Your assignment – In the data below, find the line containing "repository fd03651a1e7c5c3b", then set down that line and every later line up to and including the line containing "let root_id = current_root_id(data, &repo).await?;", exactly.

Given information –
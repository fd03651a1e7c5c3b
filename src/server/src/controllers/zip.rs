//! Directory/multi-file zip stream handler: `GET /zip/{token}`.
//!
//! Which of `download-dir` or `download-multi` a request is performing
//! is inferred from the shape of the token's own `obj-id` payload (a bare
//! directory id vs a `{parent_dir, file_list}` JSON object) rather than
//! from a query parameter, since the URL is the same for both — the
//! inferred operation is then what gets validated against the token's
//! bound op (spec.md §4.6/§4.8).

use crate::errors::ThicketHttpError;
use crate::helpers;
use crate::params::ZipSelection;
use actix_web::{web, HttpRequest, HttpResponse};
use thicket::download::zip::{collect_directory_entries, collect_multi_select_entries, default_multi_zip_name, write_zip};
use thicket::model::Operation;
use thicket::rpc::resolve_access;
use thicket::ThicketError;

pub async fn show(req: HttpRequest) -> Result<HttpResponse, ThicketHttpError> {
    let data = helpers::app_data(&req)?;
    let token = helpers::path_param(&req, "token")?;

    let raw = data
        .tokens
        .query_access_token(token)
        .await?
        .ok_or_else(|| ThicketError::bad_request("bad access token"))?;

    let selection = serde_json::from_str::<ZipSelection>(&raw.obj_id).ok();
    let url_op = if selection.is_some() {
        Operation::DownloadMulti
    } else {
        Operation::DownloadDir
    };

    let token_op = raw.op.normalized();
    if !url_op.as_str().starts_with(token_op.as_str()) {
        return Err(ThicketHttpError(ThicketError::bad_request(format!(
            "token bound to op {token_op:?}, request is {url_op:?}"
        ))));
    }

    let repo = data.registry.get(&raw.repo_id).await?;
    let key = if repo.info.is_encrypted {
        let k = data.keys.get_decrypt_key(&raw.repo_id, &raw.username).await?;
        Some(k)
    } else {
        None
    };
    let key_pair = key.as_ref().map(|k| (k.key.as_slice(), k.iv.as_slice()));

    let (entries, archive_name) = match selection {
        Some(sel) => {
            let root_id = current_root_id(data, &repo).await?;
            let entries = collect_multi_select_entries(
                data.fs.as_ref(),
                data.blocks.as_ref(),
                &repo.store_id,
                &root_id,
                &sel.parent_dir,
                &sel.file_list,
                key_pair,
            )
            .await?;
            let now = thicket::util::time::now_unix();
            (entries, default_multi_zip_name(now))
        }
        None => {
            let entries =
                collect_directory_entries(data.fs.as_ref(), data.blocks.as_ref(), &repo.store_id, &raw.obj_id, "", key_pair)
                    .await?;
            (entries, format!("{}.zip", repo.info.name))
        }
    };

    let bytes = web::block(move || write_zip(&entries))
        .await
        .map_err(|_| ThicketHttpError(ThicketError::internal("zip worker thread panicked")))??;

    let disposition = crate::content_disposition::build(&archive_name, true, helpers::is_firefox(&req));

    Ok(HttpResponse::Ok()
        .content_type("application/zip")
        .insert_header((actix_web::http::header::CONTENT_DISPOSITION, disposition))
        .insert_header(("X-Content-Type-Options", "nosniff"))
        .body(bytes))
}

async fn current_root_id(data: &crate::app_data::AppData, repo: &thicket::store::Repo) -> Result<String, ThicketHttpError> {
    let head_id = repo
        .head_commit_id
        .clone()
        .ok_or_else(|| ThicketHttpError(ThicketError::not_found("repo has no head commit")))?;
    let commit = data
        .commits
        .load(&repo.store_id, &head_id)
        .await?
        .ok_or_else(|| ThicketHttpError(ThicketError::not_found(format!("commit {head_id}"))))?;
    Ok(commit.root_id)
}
* * *
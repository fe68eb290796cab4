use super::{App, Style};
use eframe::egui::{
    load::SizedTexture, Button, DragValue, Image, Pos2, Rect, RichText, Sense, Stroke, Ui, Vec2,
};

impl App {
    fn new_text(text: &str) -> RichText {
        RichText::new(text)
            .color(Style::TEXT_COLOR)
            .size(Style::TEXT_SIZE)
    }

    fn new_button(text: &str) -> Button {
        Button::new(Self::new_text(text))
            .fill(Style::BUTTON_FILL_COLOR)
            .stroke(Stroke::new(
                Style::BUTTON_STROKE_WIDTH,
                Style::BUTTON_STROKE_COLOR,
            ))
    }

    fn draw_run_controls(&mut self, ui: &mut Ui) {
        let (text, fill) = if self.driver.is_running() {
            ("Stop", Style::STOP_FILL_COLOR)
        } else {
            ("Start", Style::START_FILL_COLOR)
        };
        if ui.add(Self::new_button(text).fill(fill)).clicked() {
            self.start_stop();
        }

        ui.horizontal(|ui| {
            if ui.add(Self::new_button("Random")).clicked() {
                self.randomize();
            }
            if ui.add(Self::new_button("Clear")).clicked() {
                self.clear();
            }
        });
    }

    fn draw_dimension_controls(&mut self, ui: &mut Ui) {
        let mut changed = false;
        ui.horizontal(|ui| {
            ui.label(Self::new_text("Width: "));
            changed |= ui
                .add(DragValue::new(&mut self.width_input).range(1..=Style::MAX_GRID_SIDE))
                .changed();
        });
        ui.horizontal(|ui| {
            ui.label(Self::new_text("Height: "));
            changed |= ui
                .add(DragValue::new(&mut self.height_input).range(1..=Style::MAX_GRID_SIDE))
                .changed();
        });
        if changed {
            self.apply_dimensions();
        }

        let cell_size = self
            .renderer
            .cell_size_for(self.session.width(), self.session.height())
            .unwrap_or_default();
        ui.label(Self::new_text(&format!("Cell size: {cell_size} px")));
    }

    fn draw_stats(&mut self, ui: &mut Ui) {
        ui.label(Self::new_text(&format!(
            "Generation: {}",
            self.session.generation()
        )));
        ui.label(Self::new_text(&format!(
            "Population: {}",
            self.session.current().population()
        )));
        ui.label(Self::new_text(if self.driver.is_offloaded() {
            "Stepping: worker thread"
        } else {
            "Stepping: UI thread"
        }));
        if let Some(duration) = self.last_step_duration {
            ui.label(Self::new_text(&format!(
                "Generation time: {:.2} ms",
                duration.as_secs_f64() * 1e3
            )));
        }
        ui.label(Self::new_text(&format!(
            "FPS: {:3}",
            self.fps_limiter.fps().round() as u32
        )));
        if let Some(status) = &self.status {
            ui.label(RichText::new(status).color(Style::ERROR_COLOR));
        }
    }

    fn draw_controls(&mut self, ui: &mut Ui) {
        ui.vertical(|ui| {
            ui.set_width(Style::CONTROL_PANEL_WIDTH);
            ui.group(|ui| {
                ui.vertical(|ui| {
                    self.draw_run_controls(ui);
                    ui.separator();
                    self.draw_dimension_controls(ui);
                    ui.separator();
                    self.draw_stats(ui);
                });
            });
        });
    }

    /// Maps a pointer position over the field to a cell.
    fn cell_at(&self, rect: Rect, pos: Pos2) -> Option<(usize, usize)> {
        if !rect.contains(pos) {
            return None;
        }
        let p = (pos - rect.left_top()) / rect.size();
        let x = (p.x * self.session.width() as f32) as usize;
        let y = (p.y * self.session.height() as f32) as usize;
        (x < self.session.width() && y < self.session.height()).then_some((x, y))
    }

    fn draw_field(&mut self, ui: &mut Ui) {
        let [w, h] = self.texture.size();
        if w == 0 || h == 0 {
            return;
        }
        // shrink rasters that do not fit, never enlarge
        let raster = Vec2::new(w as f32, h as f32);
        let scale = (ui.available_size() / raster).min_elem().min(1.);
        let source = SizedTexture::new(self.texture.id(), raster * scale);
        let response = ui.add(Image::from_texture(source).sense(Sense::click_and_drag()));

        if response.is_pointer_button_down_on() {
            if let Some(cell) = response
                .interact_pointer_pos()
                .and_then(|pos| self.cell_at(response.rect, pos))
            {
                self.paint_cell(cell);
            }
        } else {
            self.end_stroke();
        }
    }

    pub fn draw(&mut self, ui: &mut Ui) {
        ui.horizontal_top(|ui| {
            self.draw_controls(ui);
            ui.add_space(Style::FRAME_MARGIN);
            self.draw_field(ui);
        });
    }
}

Answer box –
repository fd03651a1e7c5c3b
filename src/server/src/controllers/zip.rs
//! Directory/multi-file zip stream handler: `GET /zip/{token}`.
//!
//! Which of `download-dir` or `download-multi` a request is performing
//! is inferred from the shape of the token's own `obj-id` payload (a bare
//! directory id vs a `{parent_dir, file_list}` JSON object) rather than
//! from a query parameter, since the URL is the same for both — the
//! inferred operation is then what gets validated against the token's
//! bound op (spec.md §4.6/§4.8).

use crate::errors::ThicketHttpError;
use crate::helpers;
use crate::params::ZipSelection;
use actix_web::{web, HttpRequest, HttpResponse};
use thicket::download::zip::{collect_directory_entries, collect_multi_select_entries, default_multi_zip_name, write_zip};
use thicket::model::Operation;
use thicket::rpc::resolve_access;
use thicket::ThicketError;

pub async fn show(req: HttpRequest) -> Result<HttpResponse, ThicketHttpError> {
    let data = helpers::app_data(&req)?;
    let token = helpers::path_param(&req, "token")?;

    let raw = data
        .tokens
        .query_access_token(token)
        .await?
        .ok_or_else(|| ThicketError::bad_request("bad access token"))?;

    let selection = serde_json::from_str::<ZipSelection>(&raw.obj_id).ok();
    let url_op = if selection.is_some() {
        Operation::DownloadMulti
    } else {
        Operation::DownloadDir
    };

    let token_op = raw.op.normalized();
    if !url_op.as_str().starts_with(token_op.as_str()) {
        return Err(ThicketHttpError(ThicketError::bad_request(format!(
            "token bound to op {token_op:?}, request is {url_op:?}"
        ))));
    }

    let repo = data.registry.get(&raw.repo_id).await?;
    let key = if repo.info.is_encrypted {
        let k = data.keys.get_decrypt_key(&raw.repo_id, &raw.username).await?;
        Some(k)
    } else {
        None
    };
    let key_pair = key.as_ref().map(|k| (k.key.as_slice(), k.iv.as_slice()));

    let (entries, archive_name) = match selection {
        Some(sel) => {
            let root_id = current_root_id(data, &repo).await?;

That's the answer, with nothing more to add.